Work order: Copy every line of the records that includes the word "IndexMap".
[Opening Dataset content section]
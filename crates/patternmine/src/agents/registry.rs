//! Name-based routing of messages to agents.

use indexmap::IndexMap;
use tracing::debug;

use super::message::{Message, Reply};
use super::PatternAgent;
use crate::error::{PatternError, Result};

/// Maps agent names to agents.
#[derive(Default)]
pub struct Registry {
    agents: IndexMap<String, Box<dyn PatternAgent>>,
}

impl Registry {
    pub fn new() -> Self {
        Self::default()
    }

    /// Register an agent under its own name, replacing any previous one.
    pub fn register(&mut self, agent: impl PatternAgent + 'static) {
        self.register_as(agent.name().to_string(), Box::new(agent));
    }

    /// Register an agent under an explicit name.
    pub fn register_as(&mut self, name: impl Into<String>, agent: Box<dyn PatternAgent>) {
        self.agents.insert(name.into(), agent);
    }

    pub fn get(&self, name: &str) -> Option<&dyn PatternAgent> {
        self.agents.get(name).map(|a| a.as_ref())
    }

    /// Registered names in registration order.
    pub fn names(&self) -> impl Iterator<Item = &str> {
        self.agents.keys().map(|k| k.as_str())
    }

    pub fn len(&self) -> usize {
        self.agents.len()
    }

    pub fn is_empty(&self) -> bool {
        self.agents.is_empty()
    }

    /// Deliver a message to its receiver.
    pub fn send(&self, message: &Message) -> Result<Reply> {
        let agent = self
            .get(&message.receiver)
            .ok_or_else(|| PatternError::RouteNotFound {
                receiver: message.receiver.clone(),
            })?;

        debug!(
            sender = %message.sender,
            receiver = %message.receiver,
            kind = %message.kind,
            "dispatching message"
        );
        agent.handle(message)
    }
}

impl std::fmt::Debug for Registry {
    fn fmt(&self, f: &mut std::fmt::Formatter<'_>) -> std::fmt::Result {
        f.debug_struct("Registry")
            .field("agents", &self.agents.keys().collect::<Vec<_>>())
            .finish()
    }
}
[Closing Dataset content section]
Finished task:
use indexmap::IndexMap;
    agents: IndexMap<String, Box<dyn PatternAgent>>,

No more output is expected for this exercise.